- **TASK INSTRUCTIONS**: With the first line as the start and the line containing "let db_path = config.paths.require_db_path()?;" as the end, write out every line of the records exactly.

[Stored data]
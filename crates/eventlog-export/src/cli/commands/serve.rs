use std::net::SocketAddr;
use std::time::Duration;

use anyhow::{Context, Result, anyhow};
use clap::Args;
use tokio::net::TcpListener;
use tracing::{info, warn};

use crate::config::{DEFAULT_HOST, DEFAULT_PORT, ServiceConfig};
use crate::resolve::RegistryClient;
use crate::server::{self, AppState};
use crate::store::EventStore;
use crate::sweep::spawn_sweeper;

#[derive(Debug, Clone, Args)]
pub struct ServeArgs {
    #[arg(long, env = "EVENTLOG_HOST", default_value = DEFAULT_HOST)]
    pub host: String,

    #[arg(long, env = "PORT", default_value_t = DEFAULT_PORT)]
    pub port: u16,

    #[arg(long, env = "CLEANUP_INTERVAL", default_value_t = 60)]
    pub cleanup_interval_secs: u64,
}

pub fn run(args: &ServeArgs, config: &ServiceConfig) -> Result<()> {
    let mut config = config.clone();
    config.cleanup_interval = Duration::from_secs(args.cleanup_interval_secs);
    config.validate()?;

    let bind = format!("{}:{}", args.host, args.port)
        .parse::<SocketAddr>()
        .map_err(|error| anyhow!("invalid bind address {}:{}: {error}", args.host, args.port))?;

    let runtime = tokio::runtime::Builder::new_multi_thread()
        .enable_all()
        .build()
        .context("failed to start async runtime")?;
    runtime.block_on(serve(bind, config))
}

async fn serve(bind: SocketAddr, config: ServiceConfig) -> Result<()> {
    let db_path = config.paths.require_db_path()?;
    let store = EventStore::open(db_path, config.pool_size)?;
    let registry = RegistryClient::new(config.registry_timeout)?;
    let output_dir = config.paths.output_dir.clone();
    tokio::fs::create_dir_all(&output_dir)
        .await
        .with_context(|| format!("failed to create output directory {}", output_dir.display()))?;

    info!(
        db_path = %db_path.display(),
        output_dir = %output_dir.display(),
        pool_size = store.pool_size(),
        cleanup_interval_secs = config.cleanup_interval.as_secs(),
        cleanup_max_age_secs = config.cleanup_max_age.as_secs(),
        "starting event log export service"
    );

    let sweeper = spawn_sweeper(
        output_dir.clone(),
        config.cleanup_interval,
        config.cleanup_max_age,
    );
    let listener = TcpListener::bind(bind)
        .await
        .with_context(|| format!("failed to bind {bind}"))?;

    let state = AppState::new(store, output_dir, registry);
    let served = server::serve(listener, state, shutdown_signal()).await;
    sweeper.abort();
    served.context("http server failed")
}

async fn shutdown_signal() {
    if let Err(error) = tokio::signal::ctrl_c().await {
        warn!(%error, "failed to listen for shutdown signal");
        std::future::pending::<()>().await;
    }
    info!("shutdown signal received");
}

- **RESULT OF THIS TASK**:
filename crates/eventlog-export/src/cli/commands/serve.rs
use std::net::SocketAddr;
use std::time::Duration;

use anyhow::{Context, Result, anyhow};
use clap::Args;
use tokio::net::TcpListener;
use tracing::{info, warn};

use crate::config::{DEFAULT_HOST, DEFAULT_PORT, ServiceConfig};
use crate::resolve::RegistryClient;
use crate::server::{self, AppState};
use crate::store::EventStore;
use crate::sweep::spawn_sweeper;

#[derive(Debug, Clone, Args)]
pub struct ServeArgs {
    #[arg(long, env = "EVENTLOG_HOST", default_value = DEFAULT_HOST)]
    pub host: String,

    #[arg(long, env = "PORT", default_value_t = DEFAULT_PORT)]
    pub port: u16,

    #[arg(long, env = "CLEANUP_INTERVAL", default_value_t = 60)]
    pub cleanup_interval_secs: u64,
}

pub fn run(args: &ServeArgs, config: &ServiceConfig) -> Result<()> {
    let mut config = config.clone();
    config.cleanup_interval = Duration::from_secs(args.cleanup_interval_secs);
    config.validate()?;

    let bind = format!("{}:{}", args.host, args.port)
        .parse::<SocketAddr>()
        .map_err(|error| anyhow!("invalid bind address {}:{}: {error}", args.host, args.port))?;

    let runtime = tokio::runtime::Builder::new_multi_thread()
        .enable_all()
        .build()
        .context("failed to start async runtime")?;
    runtime.block_on(serve(bind, config))
}

async fn serve(bind: SocketAddr, config: ServiceConfig) -> Result<()> {
    let db_path = config.paths.require_db_path()?;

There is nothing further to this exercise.